Divergent T-cell receptor recognition modes of a HLA-I restricted extended tumour-associated peptide.

Human leukocyte antigen (HLA)-I molecules generally bind short peptides (8-10 amino acids)， although extended HLA-I restricted peptides (>10 amino acids) can be presented to T cells. However， the function of such extended HLA-I epitopes in tumour immunity， and how they would be recognised by T-cell receptors (TCR) remains unclear.

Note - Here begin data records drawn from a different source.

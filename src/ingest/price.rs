//! Price normalization
//!
//! Upstream prices arrive either as JSON numbers or as humanized strings
//! such as `"75.8k"`, `"1,234"`, `"+5k"` or `"- 2.5m"`. Everything is
//! normalized to a truncated `i64`. Anything unrecognized normalizes to 0.

use super::payload::RawPrice;

const THOUSAND: i128 = 1_000;
const MILLION: i128 = 1_000_000;
const BILLION: i128 = 1_000_000_000;

/// Normalize a price, `None` when the encoding is not recognized
pub fn normalize_price(raw: &RawPrice) -> Option<i64> {
    match raw {
        RawPrice::Numeric(value) => truncate(*value),
        RawPrice::Text(text) => parse_humanized(text),
        RawPrice::Other(_) => None,
    }
}

/// Normalize a price, falling back to 0 for unrecognized encodings
pub fn parse_price(raw: &RawPrice) -> i64 {
    normalize_price(raw).unwrap_or(0)
}

fn truncate(value: f64) -> Option<i64> {
    if !value.is_finite() || value >= i64::MAX as f64 || value < i64::MIN as f64 {
        return None;
    }
    Some(value.trunc() as i64)
}

/// Parse `"[+]<number>[k|m|b]"` after dropping commas and whitespace
fn parse_humanized(text: &str) -> Option<i64> {
    let cleaned: String = text
        .chars()
        .filter(|c| *c != ',' && !c.is_whitespace())
        .collect();
    let cleaned = cleaned.strip_prefix('+').unwrap_or(&cleaned);

    let (number, multiplier) = match cleaned.as_bytes().last()? {
        b'k' | b'K' => (&cleaned[..cleaned.len() - 1], THOUSAND),
        b'm' | b'M' => (&cleaned[..cleaned.len() - 1], MILLION),
        b'b' | b'B' => (&cleaned[..cleaned.len() - 1], BILLION),
        _ => (cleaned, 1),
    };

    let exact = parse_decimal(number).and_then(|(mantissa, scale)| {
        Some(mantissa.checked_mul(multiplier)? / 10i128.checked_pow(scale)?)
    });

    match exact {
        Some(scaled) => i64::try_from(scaled).ok(),
        // Exponent forms like "1e3" and digit runs too long for i128 go through f64
        None => truncate(number.parse::<f64>().ok()? * multiplier as f64),
    }
}

/// Exact decimal parse: `"-12.50"` → `(-1250, 2)`
///
/// Only plain `[-]digits[.digits]` is accepted; keeping the value as an
/// integer mantissa avoids float error before truncation.
fn parse_decimal(text: &str) -> Option<(i128, u32)> {
    let (negative, digits) = match text.strip_prefix('-') {
        Some(rest) => (true, rest),
        None => (false, text),
    };

    let (whole, fraction) = match digits.split_once('.') {
        Some((whole, fraction)) => (whole, fraction),
        None => (digits, ""),
    };

    if whole.is_empty() && fraction.is_empty() {
        return None;
    }
    if !whole.bytes().chain(fraction.bytes()).all(|b| b.is_ascii_digit()) {
        return None;
    }

    let mut mantissa: i128 = 0;
    for b in whole.bytes().chain(fraction.bytes()) {
        mantissa = mantissa.checked_mul(10)?.checked_add(i128::from(b - b'0'))?;
    }

    let scale = u32::try_from(fraction.len()).ok()?;
    Some((if negative { -mantissa } else { mantissa }, scale))
}
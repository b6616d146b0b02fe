//! Tests for WAL Recovery
//!
//! These tests verify:
//! - Clean and empty logs recover everything
//! - Torn tails are cut back to the last good entry
//! - A CRC mismatch ends recovery at the damaged entry

use std::fs::{self, File};
use std::io::Write;
use std::path::PathBuf;
use itemdb::config::WalSyncStrategy;
use itemdb::wal::{Operation, WalEntry, WalReader, WalRecovery, WalWriter};
use tempfile::TempDir;

// =============================================================================
// Helper Functions
// =============================================================================

fn setup_temp_wal() -> (TempDir, PathBuf) {
    let temp_dir = TempDir::new().unwrap();
    let wal_path = temp_dir.path().join("test.wal");
    (temp_dir, wal_path)
}

fn record(lsn: u64, name: &str) -> WalEntry {
    WalEntry::new(
        lsn,
        Operation::Put {
            key: name.to_lowercase().into_bytes(),
            value: format!("record for {}", name).into_bytes(),
        },
    )
}

fn write_via_writer(path: &PathBuf, names: &[&str]) {
    let mut writer = WalWriter::open(path, WalSyncStrategy::EveryWrite).unwrap();
    for name in names {
        writer
            .append(Operation::Put {
                key: name.to_lowercase().into_bytes(),
                value: name.as_bytes().to_vec(),
            })
            .unwrap();
    }
}

fn write_bytes(path: &PathBuf, chunks: &[Vec<u8>]) {
    let mut file = File::create(path).unwrap();
    for chunk in chunks {
        file.write_all(chunk).unwrap();
    }
    file.sync_all().unwrap();
}

fn file_len(path: &PathBuf) -> u64 {
    fs::metadata(path).unwrap().len()
}

// =============================================================================
// Clean Logs
// =============================================================================

#[test]
fn test_recover_empty_file() {
    let (_temp, wal_path) = setup_temp_wal();
    File::create(&wal_path).unwrap();

    let (entries, result) = WalRecovery::recover(&wal_path).unwrap();

    assert!(entries.is_empty());
    assert_eq!(result.entries_recovered, 0);
    assert_eq!(result.entries_corrupted, 0);
    assert_eq!(result.last_lsn, 0);
    assert!(!result.was_truncated);
}

#[test]
fn test_recover_clean_log() {
    let (_temp, wal_path) = setup_temp_wal();
    write_via_writer(&wal_path, &["Abyssal whip", "Dragon bones", "Rune platebody"]);
    let before = file_len(&wal_path);

    let (entries, result) = WalRecovery::recover(&wal_path).unwrap();

    assert_eq!(entries.len(), 3);
    assert_eq!(result.entries_recovered, 3);
    assert_eq!(result.last_lsn, 3);
    assert!(!result.was_truncated);
    assert_eq!(file_len(&wal_path), before);

    let Operation::Put { key, value } = &entries[1].operation;
    assert_eq!(key, b"dragon bones");
    assert_eq!(value, b"Dragon bones");
}

// =============================================================================
// Torn Tails
// =============================================================================

#[test]
fn test_recover_truncates_partial_header() {
    let (_temp, wal_path) = setup_temp_wal();
    let first = record(1, "Abyssal whip").serialize().unwrap();
    let good_len = first.len() as u64;
    write_bytes(&wal_path, &[first, vec![0xAB; 5]]);

    let (entries, result) = WalRecovery::recover(&wal_path).unwrap();

    assert_eq!(entries.len(), 1);
    assert_eq!(result.entries_corrupted, 0);
    assert!(result.was_truncated);
    assert_eq!(file_len(&wal_path), good_len);
}

#[test]
fn test_recover_truncates_partial_payload() {
    let (_temp, wal_path) = setup_temp_wal();
    let first = record(1, "Abyssal whip").serialize().unwrap();
    let second = record(2, "Dragon bones").serialize().unwrap();
    let good_len = first.len() as u64;
    let torn = second[..second.len() - 3].to_vec();
    write_bytes(&wal_path, &[first, torn]);

    let (entries, result) = WalRecovery::recover(&wal_path).unwrap();

    assert_eq!(entries.len(), 1);
    assert_eq!(result.last_lsn, 1);
    assert!(result.was_truncated);
    assert_eq!(file_len(&wal_path), good_len);
}

// =============================================================================
// Corruption
// =============================================================================

#[test]
fn test_recover_stops_at_crc_mismatch() {
    let (_temp, wal_path) = setup_temp_wal();
    let first = record(1, "Abyssal whip").serialize().unwrap();
    let mut second = record(2, "Dragon bones").serialize().unwrap();
    let third = record(3, "Rune platebody").serialize().unwrap();
    let good_len = first.len() as u64;
    let last = second.len() - 1;
    second[last] ^= 0x55;
    write_bytes(&wal_path, &[first, second, third]);

    let (entries, result) = WalRecovery::recover(&wal_path).unwrap();

    assert_eq!(entries.len(), 1);
    assert_eq!(result.entries_recovered, 1);
    assert_eq!(result.entries_corrupted, 1);
    assert_eq!(result.last_lsn, 1);
    assert!(result.was_truncated);
    assert_eq!(file_len(&wal_path), good_len);
}

#[test]
fn test_recover_corrupt_first_entry_empties_log() {
    let (_temp, wal_path) = setup_temp_wal();
    let mut first = record(1, "Abyssal whip").serialize().unwrap();
    first[20] ^= 0xFF;
    write_bytes(&wal_path, &[first]);

    let (entries, result) = WalRecovery::recover(&wal_path).unwrap();

    assert!(entries.is_empty());
    assert_eq!(result.entries_corrupted, 1);
    assert_eq!(file_len(&wal_path), 0);
}

#[test]
fn test_writer_resumes_after_recovery() {
    let (_temp, wal_path) = setup_temp_wal();
    let first = record(1, "Abyssal whip").serialize().unwrap();
    write_bytes(&wal_path, &[first, vec![0u8; 7]]);

    WalRecovery::recover(&wal_path).unwrap();

    let mut writer = WalWriter::open(&wal_path, WalSyncStrategy::EveryWrite).unwrap();
    assert_eq!(
        writer
            .append(Operation::Put { key: b"k".to_vec(), value: b"v".to_vec() })
            .unwrap(),
        2
    );
    drop(writer);

    let reader = WalReader::open(&wal_path).unwrap();
    let lsns: Vec<u64> = reader.entries().map(|e| e.unwrap().lsn).collect();
    assert_eq!(lsns, vec![1, 2]);
}
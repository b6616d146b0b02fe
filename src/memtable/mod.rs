//! MemTable Module
//!
//! In-memory data structure for recent writes.
//!
//! ## Responsibilities
//! - Fast reads and writes in memory
//! - Single-writer/multi-reader access pattern
//! - Track size for flush triggers
//! - Ordered iteration for SSTable creation and prefix scans
//!
//! ## Data Structure Choice
//! BTreeMap wrapped in RwLock:
//! - Ordered keys (required for SSTable generation and prefix scans)
//! - A value is replaced whole under the write lock, so readers never see
//!   a partially written record

mod table;

pub use table::{MemTable, MemTableIterator};
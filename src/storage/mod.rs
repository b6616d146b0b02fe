//! On-disk half of the engine: immutable SSTables and the manager that
//! flushes, discovers and merges them.

mod sstable;
mod manager;

pub use sstable::{SSTable, SSTableBuilder, SSTableReader};
pub use manager::StorageManager;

Here we show that the structures of two distinct TCRs (TRAV4TRAJ21-TRBV28TRBJ2-3 and TRAV4 TRAJ8-TRBV9TRBJ2-1)， originating from a polyclonal T-cell repertoire， bind to HLA-B*07:02， presenting a 13-amino-acid-long tumour-associated peptide， NY-ESO-1. Comparison of the structures reveals that the two TCRs differentially binds NY-ESO-1-HLA-B*07:02 complex， and induces differing extent of conformational change of the NY-ESO-1 epitope. Accordingly， polyclonal TCR usage towards an extended HLA-I restricted tumour epitope translates to differing TCR recognition modes， whereby extensive flexibility at the TCR-pHLA-I interface engenders recognition.